Thursday, December 31, 2015

Resolutions From A Season of Being Present

         

            If you are a regular follower of Chaplainhood you may have noticed a change in the content over the month of December and a noticeable lack of my more narrative and reflective posts. This was not intentional, but rather the result of a practice I started in November that carried on through December. Now that December closing and the eve of the New Year is upon us, I have decided it time to put my reflections into words.
            With November came the annual posts on Facebook of daily posts regarding what people were thankful for. I love the idea of giving intentional thanks and encourage people to engage in the practice in whatever form works for them. This year I felt called to a slightly different practice of thanksgiving recognition. I did not want to just post words about what I was thankful for, but instead wanted to practice being fully present to what I was thankful for. This meant a change in behavior. Not an easy thing to do, since I had become tethered to my phone and the Facebook app had become a very bad habit of distraction. I had to really work to remember to put the phone down and not worry about recording every “cool” and meaningful moment for posterity, but rather to just experience the moment. To help with this, I did the unthinkable; I took the Facebook app off the phone and gave myself a time limit of no more than 10 minutes to check in on the necessities. November was hit and miss and it really was not until the start of Advent I finally felt I was being fully present to the experiences of my life.
            The first time I felt like I was really getting being present was over Thanksgiving spent at my parent’s house. We all went to a park so that my daughter could get outside and run off some energy. I LEFT THE PHONE IN THE CAR! And I played, I had so much fun climbing and running and spinning with C on the equipment and did not care how silly I looked. Then my dad and I took a walk. While walking and talking a huge flock of geese took off no more than 20 feet in front of us. I marveled at getting to watch the aerial dance of each goose finding his or her place in the formation.
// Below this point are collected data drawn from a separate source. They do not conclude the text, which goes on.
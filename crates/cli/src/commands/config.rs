// SPDX-License-Identifier: MIT
// Copyright (c) 2026 Alfred Jean LLC

use super::Context;
use crate::config::config_path;
use crate::error::Result;

pub fn run(ctx: &Context) -> Result<()> {
    print!("{}", render(ctx)?);
    Ok(())
}

pub(crate) fn render(ctx: &Context) -> Result<String> {
    let path = config_path(&ctx.data_dir);
    let source = if path.exists() {
        path.display().to_string()
    } else {
        format!("{} (not found, using defaults)", path.display())
    };
    Ok(format!(
        "# data dir: {}\n# config: {}\n{}",
        ctx.data_dir.display(),
        source,
        ctx.config.to_display_toml()?
    ))
}

#[cfg(test)]
#[path = "config_tests.rs"]
mod tests;
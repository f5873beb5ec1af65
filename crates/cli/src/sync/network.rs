// SPDX-License-Identifier: MIT
// Copyright (c) 2026 Alfred Jean LLC

//! Network status provider.
//!
//! [`NetworkWatch`] holds the current connectivity in a `tokio::sync::watch`
//! channel. The host sets it directly, or [`spawn_probe`] keeps it current by
//! polling a health endpoint. Dropping a receiver unsubscribes.

use std::fmt;
use std::str::FromStr;
use std::sync::Arc;
use std::time::Duration;

use serde::{Deserialize, Serialize};
use tokio::sync::watch;
use tokio::task::JoinHandle;
use tokio_util::sync::CancellationToken;

use super::transport::HttpClient;

/// Kind of link the device is on.
#[derive(Debug, Clone, Copy, Default, PartialEq, Eq, Serialize, Deserialize)]
#[serde(rename_all = "snake_case")]
pub enum ConnectionType {
    Wifi,
    Ethernet,
    Cellular,
    #[default]
    Unknown,
    None,
}

impl ConnectionType {
    pub fn as_str(&self) -> &'static str {
        match self {
            ConnectionType::Wifi => "wifi",
            ConnectionType::Ethernet => "ethernet",
            ConnectionType::Cellular => "cellular",
            ConnectionType::Unknown => "unknown",
            ConnectionType::None => "none",
        }
    }
}

impl fmt::Display for ConnectionType {
    fn fmt(&self, f: &mut fmt::Formatter<'_>) -> fmt::Result {
        f.write_str(self.as_str())
    }
}

impl FromStr for ConnectionType {
    type Err = String;

    fn from_str(s: &str) -> Result<Self, Self::Err> {
        match s.to_ascii_lowercase().as_str() {
            "wifi" | "wi-fi" => Ok(ConnectionType::Wifi),
            "ethernet" => Ok(ConnectionType::Ethernet),
            "cellular" => Ok(ConnectionType::Cellular),
            "unknown" => Ok(ConnectionType::Unknown),
            "none" => Ok(ConnectionType::None),
            other => Err(format!(
                "invalid connection type '{other}': expected wifi, ethernet, cellular, unknown, or none"
            )),
        }
    }
}

/// Connectivity snapshot.
#[derive(Debug, Clone, Copy, PartialEq, Eq, Serialize, Deserialize)]
pub struct NetworkState {
    pub is_connected: bool,
    pub connection_type: ConnectionType,
}

impl NetworkState {
    pub fn online(connection_type: ConnectionType) -> Self {
        NetworkState {
            is_connected: true,
            connection_type,
        }
    }

    pub fn offline() -> Self {
        NetworkState {
            is_connected: false,
            connection_type: ConnectionType::None,
        }
    }

    /// Connected over a link that satisfies Wi-Fi-only mode.
    pub fn is_unmetered(&self) -> bool {
        self.is_connected
            && matches!(
                self.connection_type,
                ConnectionType::Wifi | ConnectionType::Ethernet
            )
    }
}

/// Source of connectivity state and change notifications.
pub trait NetworkMonitor: Send + Sync {
    fn current(&self) -> NetworkState;

    /// Returns a receiver notified on every state change.
    fn subscribe(&self) -> watch::Receiver<NetworkState>;
}

/// Settable network state shared between the host and the sync engine.
#[derive(Debug, Clone)]
pub struct NetworkWatch {
    tx: Arc<watch::Sender<NetworkState>>,
}

impl NetworkWatch {
    pub fn new(initial: NetworkState) -> Self {
        let (tx, _) = watch::channel(initial);
        NetworkWatch { tx: Arc::new(tx) }
    }

    /// Publishes `state`. Subscribers are only woken when it differs from the
    /// current value.
    pub fn set(&self, state: NetworkState) -> bool {
        self.tx.send_if_modified(|current| {
            if *current == state {
                false
            } else {
                *current = state;
                true
            }
        })
    }
}

impl NetworkMonitor for NetworkWatch {
    fn current(&self) -> NetworkState {
        *self.tx.borrow()
    }

    fn subscribe(&self) -> watch::Receiver<NetworkState> {
        self.tx.subscribe()
    }
}

/// Probes the server once. Any HTTP response counts as connected; only a
/// transport-level failure means offline.
pub async fn probe_once(
    client: &dyn HttpClient,
    health_path: &str,
    connection_type: ConnectionType,
) -> NetworkState {
    match client.get(health_path).await {
        Ok(_) => NetworkState::online(connection_type),
        Err(e) if e.is_network() => {
            tracing::debug!("connectivity probe failed: {}", e);
            NetworkState::offline()
        }
        Err(e) => {
            tracing::debug!("connectivity probe answered with {}", e.code);
            NetworkState::online(connection_type)
        }
    }
}

/// Spawns a task that probes `health_path` every `interval` and publishes
/// the result into `watch` until `cancel` fires.
pub fn spawn_probe(
    client: Arc<dyn HttpClient>,
    watch: NetworkWatch,
    health_path: String,
    connection_type: ConnectionType,
    interval: Duration,
    cancel: CancellationToken,
) -> JoinHandle<()> {
    tokio::spawn(async move {
        loop {
            let state = tokio::select! {
                _ = cancel.cancelled() => break,
                state = probe_once(client.as_ref(), &health_path, connection_type) => state,
            };
            if watch.set(state) {
                tracing::info!(
                    "network {} ({})",
                    if state.is_connected { "online" } else { "offline" },
                    state.connection_type
                );
            }
            tokio::select! {
                _ = cancel.cancelled() => break,
                _ = tokio::time::sleep(interval) => {}
            }
        }
        tracing::debug!("connectivity probe stopped");
    })
}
I was fully present to the wonder of this and feel I experienced more of God’s creation in that moment than I did for months previously.
            I felt more alive and at peace than I had for a while, so I extended the practice through Advent. I chose carefully what I did and did not want to participate in. I found ways to simplify the crazy rush of the Christmas season. I spent time in deep prayer and devotion and reflective writing. On my day off I took walks; nice long, cold morning walks. I reveled in the simple beauty that I saw on the way. Frost on brown plants, the nub of a pinecone remnant in a pine tree, a lone marigold hanging on, all were noticed in new, fresh ways. I gave myself permission to slow down and reprioritize the “to do” list. I gave myself permission to write different and more creative pieces for Chaplainhood. I gave myself permission to step back a bit and care for myself.
            The result is my soul has begun to bloom again and find energy. I am really noticing the little things around me that I previously would miss. I feel happier and more connected to my family. I am finding time to do things for myself. And I am beginning to feel creative once more. I am becoming more patient and less cranky (my daughter really appreciates this one.)
            As I prepare to enter a New Year, I am doing something different once more. I am actually making some New Year’s resolutions. I resolve to continue to put the phone and technology down and continue being fully present to my family and myself. I am going to continue to work on keeping a slower pace. And I am going to give myself permission to realize that I will not keep any of these on a regular basis and will need to take remedial action to regain what I learned in the last two months. I am hopeful that because the resolutions are not really new, but rather an extension of current practices that this year I might actually be successful in keeping these. 
            As we move into the preparing for a new year, what moments of grace are you being led to extend to yourself as 2016 starts? How might you find a practice to help you regain what ever it is that you may have lost touch with?


May you find deep blessing as we journey together into 2016.       

2 comments:

  1. What a lovely reflection, and it sparks something I've been meaning to write about, too. Welcome to RevGals (soon!)